Crocs filed Case No. 06-cv-00605-PAB-KMT on April 3, 2006, alleging, inter alia, infringement of United States Patent Nos. 6,993,858 and D 517,789. Docket No. 1 ("the 2016 lawsuit"). On August 5, 2016, U.S.A. Dawgs, Inc. and Double Diamond Distribution Ltd. (individually and/or collectively, with Mojave Desert Holdings, LLC, referred herein as "Dawgs") filed its complaint in Case No. 16-cv-02004-PAB-KMT ("the 2016 lawsuit"). Case No. 16-cv-02004, Docket No. 1. The 2016 lawsuit ultimately named 18 individual defendants (the "individual defendants"), all of whom were current or former employees, officers, or directors of Crocs. Id. at 10-19, ¶¶ 9-14. Dawgs, a Crocs competitor, claimed that, as a result of Crocs's conduct in marketing the exact same shoe that was already in existence using invalid and unenforceable patents, id. at 38, ¶¶ 55-56, Crocs had secured its own success, obtained a market share for "molded clog-type footwear" in excess of 90%, and negatively impacted Dawgs. Id. at 43-46, ¶¶ 68-74. According to Dawgs, the individual defendants "directed, participated in, sanctioned, ratified, or acquiesced" in the decision to sue Dawgs and to continue the 2006 lawsuit through the present. Id. at 10-18, ¶¶ 9-13. As such, Dawgs brought seven claims against the individual defendants, discussed more fully in the September 25 Order and below. Id. at 61-107, ¶¶ 150-262.

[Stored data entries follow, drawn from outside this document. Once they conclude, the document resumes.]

use anyhow::{Context, Result};
use config::{Config as ConfigBuilder, Environment, File, FileFormat};
use serde::{Deserialize, Serialize};
use std::path::Path;

use super::{
    api_observability::{ApiConfig, ObservabilityConfig},
    database::DatabaseConfig,
    simulation::SimulationConfig,
};

/// 默认配置文件搜索路径，按顺序取第一个存在的文件
pub const DEFAULT_CONFIG_PATHS: [&str; 3] = [
    "config/sentinel.toml",
    "sentinel.toml",
    "/etc/sentinel/config.toml",
];

/// System configuration
#[derive(Debug, Clone, Default, Serialize, Deserialize)]
#[serde(default)]
pub struct AppConfig {
    pub database: DatabaseConfig,
    pub api: ApiConfig,
    pub simulation: SimulationConfig,
    pub observability: ObservabilityConfig,
}

impl AppConfig {
    /// Load configuration from config file and environment variables
    ///
    /// Load order:
    /// 1. Default configuration
    /// 2. Config file (TOML format)
    /// 3. Environment variable overrides (prefix: SENTINEL_, nested keys joined by `__`,
    ///    e.g. `SENTINEL_SIMULATION__TICK_INTERVAL_SECONDS=2`)
    ///
    /// # Arguments
    ///
    /// * `config_path` - Config file path, if None search the default paths
    pub fn load(config_path: Option<&str>) -> Result<Self> {
        let mut builder = ConfigBuilder::builder();

        if let Some(path) = config_path {
            if Path::new(path).exists() {
                builder = builder.add_source(File::new(path, FileFormat::Toml));
            } else {
                return Err(anyhow::anyhow!("配置文件不存在: {}", path));
            }
        } else if let Some(path) = DEFAULT_CONFIG_PATHS
            .iter()
            .find(|path| Path::new(path).exists())
        {
            builder = builder.add_source(File::new(path, FileFormat::Toml));
        }

        builder = builder.add_source(
            Environment::with_prefix("SENTINEL")
                .prefix_separator("_")
                .separator("__")
                .try_parsing(true),
        );

        let config: AppConfig = builder
            .build()
            .context("构建配置失败")?
            .try_deserialize()
            .context("反序列化配置失败")?;

        config.validate()?;

        Ok(config)
    }

    /// Load configuration from TOML string
    pub fn from_toml(toml_str: &str) -> Result<Self> {
        let config: AppConfig = toml::from_str(toml_str).context("解析TOML配置失败")?;

        config.validate()?;
        Ok(config)
    }

    /// Serialize configuration to TOML string
    pub fn to_toml(&self) -> Result<String> {
        toml::to_string_pretty(self).context("序列化配置为TOML失败")
    }

    /// Validate configuration effectiveness
    pub fn validate(&self) -> Result<()> {
        self.database.validate().context("数据库配置验证失败")?;

        self.api.validate().context("API配置验证失败")?;

        self.simulation
            .validate()
            .context("模拟引擎配置验证失败")?;

        self.observability
            .validate()
            .context("可观测性配置验证失败")?;

        Ok(())
    }
}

The two lawsuits were consolidated on January 27, 2017. See Case No. 06-cv-00605, Docket No. 426; Case No. 16-cv-02004, Docket No. 66.

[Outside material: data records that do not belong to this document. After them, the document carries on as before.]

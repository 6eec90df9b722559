pub mod database;
pub mod observability;

pub use database::*;
pub use observability::*;
use serde::{Deserialize, Serialize};

use crate::constants::{
    DEFAULT_ERROR_SAMPLE_PROBABILITY, DEFAULT_EXPERIMENT_DURATION_SECONDS, DEFAULT_SERVICES,
    DEFAULT_TICK_INTERVAL_SECONDS,
};

/// 模拟引擎配置
#[derive(Debug, Clone, Serialize, Deserialize)]
#[serde(default)]
pub struct SimulationConfig {
    /// 是否启动周期调度
    pub enabled: bool,
    pub tick_interval_seconds: u64,
    /// 每个周期生成指标的服务列表
    pub services: Vec<String>,
    pub error_sample_probability: f64,
    pub default_experiment_duration_seconds: i64,
    /// 设置后使用固定种子的随机数
    pub random_seed: Option<u64>,
    /// 启动时在空集群上写入演示数据
    pub seed_on_startup: bool,
}

impl Default for SimulationConfig {
    fn default() -> Self {
        Self {
            enabled: true,
            tick_interval_seconds: DEFAULT_TICK_INTERVAL_SECONDS,
            services: DEFAULT_SERVICES.iter().map(|s| s.to_string()).collect(),
            error_sample_probability: DEFAULT_ERROR_SAMPLE_PROBABILITY,
            default_experiment_duration_seconds: DEFAULT_EXPERIMENT_DURATION_SECONDS,
            random_seed: None,
            seed_on_startup: true,
        }
    }
}

impl SimulationConfig {
    pub fn validate(&self) -> anyhow::Result<()> {
        if self.tick_interval_seconds == 0 {
            return Err(anyhow::anyhow!("调度周期必须大于0"));
        }

        if self.services.is_empty() {
            return Err(anyhow::anyhow!("服务列表不能为空"));
        }

        if self.services.iter().any(|s| s.trim().is_empty()) {
            return Err(anyhow::anyhow!("服务名称不能为空"));
        }

        if !(0.0..=1.0).contains(&self.error_sample_probability) {
            return Err(anyhow::anyhow!(
                "错误样本概率必须在0到1之间: {}",
                self.error_sample_probability
            ));
        }

        if self.default_experiment_duration_seconds <= 0 {
            return Err(anyhow::anyhow!("默认实验持续时间必须大于0"));
        }

        Ok(())
    }
}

In response to Dawgs's complaint, the individual defendants filed a motion to dismiss all claims in the 2016 lawsuit. Case No. 16-cv-02004, Docket No. 31. Seven of these defendants, the out-of-state defendants, also moved to dismiss for lack of personal jurisdiction. Id. at 24. The out-of-state defendants argued that "nearly half of the [d]efendants . . . reside outside of Colorado" and that Dawgs failed to allege that "each out-of-state [d]efendant has sufficient contacts with Colorado in this suit." Id. Rather, the out-of-state defendants insisted that Dawgs "[a]lleg[ed] an affiliation with an in-state corporation," which "does not save Dawgs' claims against these [d]efendants." Id. (citing Encore Prods., Inc. v. Promise Keepers, 53 F. Supp. 2d 1101, 1107 (D. Colo. 1999)). Nor, the out-of-state defendants maintained, "can an individual be subject to personal jurisdiction solely on acts undertaken in his or her corporate capacity." Id. at 25. (citing Club Car, Inc. v. Club Car (Quebec) Import, Inc., 362 F.3d 775, 784 (11th Cir. 2004)); see also Grober v. Mako Prod., Inc., 686 F.3d 1335, 1347 (Fed. Cir. 2012). Dawgs argued that there were sufficient contacts with the forum state by virtue of the out-of-state defendants' participation in "sham patent litigation, intentional interference, and false advertising." Case No. 16-cv-02004, Docket No. 38 at 25.
That motion was filed on behalf of the 15 original defendants served in the 2016 action (Daniel Hart, Thomas Smach, Andrew Rees, Gregg Ribatt, Lyndon "Duke" Hanson, Donald Lococo, Raymond Croghan, Ronald Frasch, Michael Margolis, Jeffrey Lasher, Michael Marks, Prakash Melwani, John McCarvel, Erik Rebich and Sara Hoverstock). Docket No. 31 at 1 n.1. Mr. Reddyhoff did not join this motion because he had not been served before the cases were consolidated and then administratively closed.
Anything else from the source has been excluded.